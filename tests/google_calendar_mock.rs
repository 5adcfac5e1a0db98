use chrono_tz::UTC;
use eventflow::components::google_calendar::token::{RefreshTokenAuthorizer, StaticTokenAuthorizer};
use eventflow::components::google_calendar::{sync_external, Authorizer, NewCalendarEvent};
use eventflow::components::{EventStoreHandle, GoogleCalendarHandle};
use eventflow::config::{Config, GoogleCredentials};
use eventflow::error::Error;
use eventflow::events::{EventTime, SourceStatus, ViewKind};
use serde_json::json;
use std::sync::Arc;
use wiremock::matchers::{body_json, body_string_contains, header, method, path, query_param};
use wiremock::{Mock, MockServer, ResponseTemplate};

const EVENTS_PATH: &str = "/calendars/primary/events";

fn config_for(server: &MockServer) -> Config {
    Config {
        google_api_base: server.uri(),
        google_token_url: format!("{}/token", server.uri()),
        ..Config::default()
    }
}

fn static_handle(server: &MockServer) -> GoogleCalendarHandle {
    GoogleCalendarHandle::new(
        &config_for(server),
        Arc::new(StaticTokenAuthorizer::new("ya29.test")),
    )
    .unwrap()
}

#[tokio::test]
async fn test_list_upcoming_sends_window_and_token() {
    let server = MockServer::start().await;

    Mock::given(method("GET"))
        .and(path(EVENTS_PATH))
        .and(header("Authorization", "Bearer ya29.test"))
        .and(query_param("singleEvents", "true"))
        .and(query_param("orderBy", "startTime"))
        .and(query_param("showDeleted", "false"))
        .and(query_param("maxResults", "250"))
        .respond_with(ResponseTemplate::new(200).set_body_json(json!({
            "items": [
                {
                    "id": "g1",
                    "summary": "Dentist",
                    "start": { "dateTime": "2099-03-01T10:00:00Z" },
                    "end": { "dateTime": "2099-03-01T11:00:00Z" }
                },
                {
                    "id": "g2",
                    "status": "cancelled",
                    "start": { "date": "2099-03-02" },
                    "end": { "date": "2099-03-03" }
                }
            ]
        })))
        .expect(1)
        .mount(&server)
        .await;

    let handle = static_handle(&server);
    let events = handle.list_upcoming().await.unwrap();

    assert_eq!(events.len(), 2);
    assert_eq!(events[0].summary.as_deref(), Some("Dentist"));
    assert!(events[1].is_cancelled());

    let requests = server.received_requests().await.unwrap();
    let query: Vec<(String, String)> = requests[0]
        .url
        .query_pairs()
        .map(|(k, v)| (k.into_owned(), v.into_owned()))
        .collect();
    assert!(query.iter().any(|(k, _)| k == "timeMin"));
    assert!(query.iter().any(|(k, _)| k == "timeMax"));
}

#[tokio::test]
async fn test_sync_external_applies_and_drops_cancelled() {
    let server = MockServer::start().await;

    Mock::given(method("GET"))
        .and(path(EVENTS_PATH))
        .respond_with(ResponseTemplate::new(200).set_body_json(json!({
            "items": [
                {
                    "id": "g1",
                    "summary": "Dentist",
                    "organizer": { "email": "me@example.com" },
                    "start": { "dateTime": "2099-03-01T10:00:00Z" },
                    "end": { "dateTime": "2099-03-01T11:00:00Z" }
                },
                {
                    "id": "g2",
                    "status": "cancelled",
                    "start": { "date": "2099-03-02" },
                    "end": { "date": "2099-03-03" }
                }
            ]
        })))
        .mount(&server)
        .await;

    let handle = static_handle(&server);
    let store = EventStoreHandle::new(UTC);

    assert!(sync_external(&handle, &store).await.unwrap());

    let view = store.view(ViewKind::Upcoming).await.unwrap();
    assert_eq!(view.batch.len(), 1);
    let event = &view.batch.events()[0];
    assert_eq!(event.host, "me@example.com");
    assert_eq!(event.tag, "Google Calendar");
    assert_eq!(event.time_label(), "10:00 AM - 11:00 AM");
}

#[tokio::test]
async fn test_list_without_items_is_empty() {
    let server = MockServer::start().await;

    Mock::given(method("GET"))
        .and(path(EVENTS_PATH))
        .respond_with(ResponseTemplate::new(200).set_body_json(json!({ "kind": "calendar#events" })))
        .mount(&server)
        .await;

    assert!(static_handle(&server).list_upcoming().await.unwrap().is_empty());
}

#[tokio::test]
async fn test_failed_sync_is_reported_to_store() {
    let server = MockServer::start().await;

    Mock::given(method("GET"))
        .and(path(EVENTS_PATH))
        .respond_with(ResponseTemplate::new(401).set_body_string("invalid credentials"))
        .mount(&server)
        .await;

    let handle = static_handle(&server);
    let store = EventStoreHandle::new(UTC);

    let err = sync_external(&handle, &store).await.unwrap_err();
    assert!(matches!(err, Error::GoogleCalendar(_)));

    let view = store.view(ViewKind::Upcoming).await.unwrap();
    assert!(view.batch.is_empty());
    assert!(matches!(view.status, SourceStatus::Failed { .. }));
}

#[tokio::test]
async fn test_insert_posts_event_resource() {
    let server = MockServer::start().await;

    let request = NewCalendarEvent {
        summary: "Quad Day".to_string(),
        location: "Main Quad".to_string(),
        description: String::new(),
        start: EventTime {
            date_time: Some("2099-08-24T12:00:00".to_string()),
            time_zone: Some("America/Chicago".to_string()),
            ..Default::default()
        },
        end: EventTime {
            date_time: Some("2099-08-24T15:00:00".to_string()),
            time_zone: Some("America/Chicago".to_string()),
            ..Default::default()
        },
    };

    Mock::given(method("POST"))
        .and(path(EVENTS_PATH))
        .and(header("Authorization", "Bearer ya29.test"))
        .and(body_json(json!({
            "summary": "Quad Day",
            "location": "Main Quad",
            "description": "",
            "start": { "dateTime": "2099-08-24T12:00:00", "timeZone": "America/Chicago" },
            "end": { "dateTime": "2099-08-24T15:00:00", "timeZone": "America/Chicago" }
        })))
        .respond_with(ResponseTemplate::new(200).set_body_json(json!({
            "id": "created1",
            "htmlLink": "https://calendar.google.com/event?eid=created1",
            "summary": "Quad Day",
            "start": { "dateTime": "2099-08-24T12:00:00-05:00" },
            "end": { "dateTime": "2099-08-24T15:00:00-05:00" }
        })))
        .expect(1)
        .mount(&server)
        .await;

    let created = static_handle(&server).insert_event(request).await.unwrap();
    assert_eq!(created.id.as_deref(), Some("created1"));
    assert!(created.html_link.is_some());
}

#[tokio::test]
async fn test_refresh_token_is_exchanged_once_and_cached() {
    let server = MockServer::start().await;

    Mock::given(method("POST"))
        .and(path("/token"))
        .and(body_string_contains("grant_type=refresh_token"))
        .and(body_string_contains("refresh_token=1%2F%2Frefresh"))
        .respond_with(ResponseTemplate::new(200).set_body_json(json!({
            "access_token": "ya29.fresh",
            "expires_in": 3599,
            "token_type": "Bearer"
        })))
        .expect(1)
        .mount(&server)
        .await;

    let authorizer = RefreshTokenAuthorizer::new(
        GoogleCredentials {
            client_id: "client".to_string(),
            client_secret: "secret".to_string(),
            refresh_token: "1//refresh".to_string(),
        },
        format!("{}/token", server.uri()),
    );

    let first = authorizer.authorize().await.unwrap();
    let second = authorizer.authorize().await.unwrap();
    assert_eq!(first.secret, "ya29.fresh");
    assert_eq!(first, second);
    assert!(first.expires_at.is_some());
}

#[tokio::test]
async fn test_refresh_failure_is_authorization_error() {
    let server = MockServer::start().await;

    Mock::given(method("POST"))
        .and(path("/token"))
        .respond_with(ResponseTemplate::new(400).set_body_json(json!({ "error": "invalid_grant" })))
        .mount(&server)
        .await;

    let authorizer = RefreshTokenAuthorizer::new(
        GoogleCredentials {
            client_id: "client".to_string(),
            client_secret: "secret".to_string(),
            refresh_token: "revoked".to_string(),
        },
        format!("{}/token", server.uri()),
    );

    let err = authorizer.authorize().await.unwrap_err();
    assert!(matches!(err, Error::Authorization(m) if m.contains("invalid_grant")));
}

::::::

- **Activity**: Print the line containing "async fn test_refresh_failure_is_authorization_error()" and every line after it to the end of the records above, exactly as written, and nothing else.

- **Answer to the problem**:
async fn test_refresh_failure_is_authorization_error() {
    let server = MockServer::start().await;

    Mock::given(method("POST"))
        .and(path("/token"))
        .respond_with(ResponseTemplate::new(400).set_body_json(json!({ "error": "invalid_grant" })))
        .mount(&server)
        .await;

    let authorizer = RefreshTokenAuthorizer::new(
        GoogleCredentials {
            client_id: "client".to_string(),
            client_secret: "secret".to_string(),
            refresh_token: "revoked".to_string(),
        },
        format!("{}/token", server.uri()),
    );

    let err = authorizer.authorize().await.unwrap_err();
    assert!(matches!(err, Error::Authorization(m) if m.contains("invalid_grant")));
}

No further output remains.